[Dataset extract]
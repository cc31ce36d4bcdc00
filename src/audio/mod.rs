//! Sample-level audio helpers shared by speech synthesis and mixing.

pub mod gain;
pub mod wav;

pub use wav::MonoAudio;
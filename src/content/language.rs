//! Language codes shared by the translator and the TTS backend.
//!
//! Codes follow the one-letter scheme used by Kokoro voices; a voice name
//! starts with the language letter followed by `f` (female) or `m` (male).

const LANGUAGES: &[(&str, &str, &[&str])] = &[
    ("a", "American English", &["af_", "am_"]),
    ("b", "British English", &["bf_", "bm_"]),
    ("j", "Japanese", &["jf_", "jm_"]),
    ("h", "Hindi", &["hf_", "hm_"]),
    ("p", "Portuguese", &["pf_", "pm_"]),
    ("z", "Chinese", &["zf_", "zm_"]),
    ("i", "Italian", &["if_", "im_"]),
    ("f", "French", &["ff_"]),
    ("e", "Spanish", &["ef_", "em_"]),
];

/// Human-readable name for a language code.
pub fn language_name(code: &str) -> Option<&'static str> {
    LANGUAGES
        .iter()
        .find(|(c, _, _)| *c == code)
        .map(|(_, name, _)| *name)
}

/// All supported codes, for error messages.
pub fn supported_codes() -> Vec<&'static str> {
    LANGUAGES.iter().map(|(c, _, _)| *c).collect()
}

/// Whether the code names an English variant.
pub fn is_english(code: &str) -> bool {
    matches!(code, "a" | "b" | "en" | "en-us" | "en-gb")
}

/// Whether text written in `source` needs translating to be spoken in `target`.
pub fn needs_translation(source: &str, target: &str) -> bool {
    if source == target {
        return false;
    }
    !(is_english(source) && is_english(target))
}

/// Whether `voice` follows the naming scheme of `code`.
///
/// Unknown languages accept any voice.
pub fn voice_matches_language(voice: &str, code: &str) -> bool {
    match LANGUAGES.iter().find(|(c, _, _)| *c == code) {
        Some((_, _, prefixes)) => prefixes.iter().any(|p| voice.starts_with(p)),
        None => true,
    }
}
[/Dataset extract]
[Dataset extract]
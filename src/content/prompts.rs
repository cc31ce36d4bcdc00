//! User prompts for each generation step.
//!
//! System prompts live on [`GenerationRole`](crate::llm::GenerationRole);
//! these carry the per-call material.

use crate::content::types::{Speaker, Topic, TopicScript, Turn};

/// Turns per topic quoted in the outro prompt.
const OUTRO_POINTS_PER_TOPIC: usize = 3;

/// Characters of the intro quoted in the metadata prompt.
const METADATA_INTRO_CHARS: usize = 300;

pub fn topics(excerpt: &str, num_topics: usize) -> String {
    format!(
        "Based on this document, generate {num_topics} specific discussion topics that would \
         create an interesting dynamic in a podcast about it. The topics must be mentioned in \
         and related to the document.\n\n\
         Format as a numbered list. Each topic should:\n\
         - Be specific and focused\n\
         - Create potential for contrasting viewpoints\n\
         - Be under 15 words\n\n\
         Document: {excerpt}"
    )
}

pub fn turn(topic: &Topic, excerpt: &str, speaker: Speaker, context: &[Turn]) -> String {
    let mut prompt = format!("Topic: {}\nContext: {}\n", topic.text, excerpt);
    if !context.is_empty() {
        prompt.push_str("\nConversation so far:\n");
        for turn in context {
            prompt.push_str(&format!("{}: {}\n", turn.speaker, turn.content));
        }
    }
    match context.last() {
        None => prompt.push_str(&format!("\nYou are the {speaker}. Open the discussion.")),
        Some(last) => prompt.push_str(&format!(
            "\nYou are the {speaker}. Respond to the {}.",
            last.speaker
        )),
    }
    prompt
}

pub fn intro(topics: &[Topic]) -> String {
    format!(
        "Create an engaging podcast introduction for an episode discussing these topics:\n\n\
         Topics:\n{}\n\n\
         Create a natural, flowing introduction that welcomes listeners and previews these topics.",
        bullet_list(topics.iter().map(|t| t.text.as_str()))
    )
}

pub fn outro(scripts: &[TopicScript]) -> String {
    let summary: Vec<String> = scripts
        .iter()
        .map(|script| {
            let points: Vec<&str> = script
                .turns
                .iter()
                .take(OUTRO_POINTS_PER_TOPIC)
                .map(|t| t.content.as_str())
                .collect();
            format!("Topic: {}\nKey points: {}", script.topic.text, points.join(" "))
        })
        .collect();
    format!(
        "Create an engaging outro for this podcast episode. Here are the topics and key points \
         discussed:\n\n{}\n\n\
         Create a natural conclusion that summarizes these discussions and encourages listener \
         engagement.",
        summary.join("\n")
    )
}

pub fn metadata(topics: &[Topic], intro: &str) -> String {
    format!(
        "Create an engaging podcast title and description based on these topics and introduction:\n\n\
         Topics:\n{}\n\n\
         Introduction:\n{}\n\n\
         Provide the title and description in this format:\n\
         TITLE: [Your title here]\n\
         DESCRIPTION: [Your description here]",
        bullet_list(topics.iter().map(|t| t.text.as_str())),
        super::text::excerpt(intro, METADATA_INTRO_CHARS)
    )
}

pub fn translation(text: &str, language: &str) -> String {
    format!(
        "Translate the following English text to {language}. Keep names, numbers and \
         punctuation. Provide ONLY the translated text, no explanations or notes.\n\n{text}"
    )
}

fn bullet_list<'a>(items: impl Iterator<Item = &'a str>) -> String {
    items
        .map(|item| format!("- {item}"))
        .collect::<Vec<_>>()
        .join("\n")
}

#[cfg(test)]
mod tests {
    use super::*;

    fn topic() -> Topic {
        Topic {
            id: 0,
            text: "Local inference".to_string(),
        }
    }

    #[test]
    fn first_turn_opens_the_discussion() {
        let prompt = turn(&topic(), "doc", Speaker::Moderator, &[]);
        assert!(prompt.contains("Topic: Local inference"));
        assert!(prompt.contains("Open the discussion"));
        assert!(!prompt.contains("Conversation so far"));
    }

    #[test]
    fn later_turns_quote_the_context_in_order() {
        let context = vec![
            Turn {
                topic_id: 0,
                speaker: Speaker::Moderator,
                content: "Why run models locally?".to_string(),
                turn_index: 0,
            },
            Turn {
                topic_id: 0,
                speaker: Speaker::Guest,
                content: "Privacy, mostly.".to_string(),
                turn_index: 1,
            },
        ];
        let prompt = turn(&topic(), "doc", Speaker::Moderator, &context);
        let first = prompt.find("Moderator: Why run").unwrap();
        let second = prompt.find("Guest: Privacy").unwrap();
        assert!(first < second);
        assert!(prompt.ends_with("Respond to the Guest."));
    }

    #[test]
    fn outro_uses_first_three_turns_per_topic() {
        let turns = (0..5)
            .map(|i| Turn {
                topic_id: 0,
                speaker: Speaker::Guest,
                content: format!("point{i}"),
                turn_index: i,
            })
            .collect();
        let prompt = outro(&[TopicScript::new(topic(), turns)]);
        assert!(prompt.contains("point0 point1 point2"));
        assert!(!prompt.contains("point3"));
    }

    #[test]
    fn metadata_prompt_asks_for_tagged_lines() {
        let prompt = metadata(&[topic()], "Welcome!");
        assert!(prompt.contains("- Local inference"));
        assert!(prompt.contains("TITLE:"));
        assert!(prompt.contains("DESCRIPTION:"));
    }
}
[/Dataset extract]
= Exercise prompt =
Wherever the word "contains" shows up in the material, copy the line it is on.

= Exercise output =
        assert!(prompt.contains("Topic: Local inference"));
        assert!(prompt.contains("Open the discussion"));
        assert!(!prompt.contains("Conversation so far"));
        assert!(prompt.contains("point0 point1 point2"));
        assert!(!prompt.contains("point3"));
        assert!(prompt.contains("- Local inference"));
        assert!(prompt.contains("TITLE:"));
        assert!(prompt.contains("DESCRIPTION:"));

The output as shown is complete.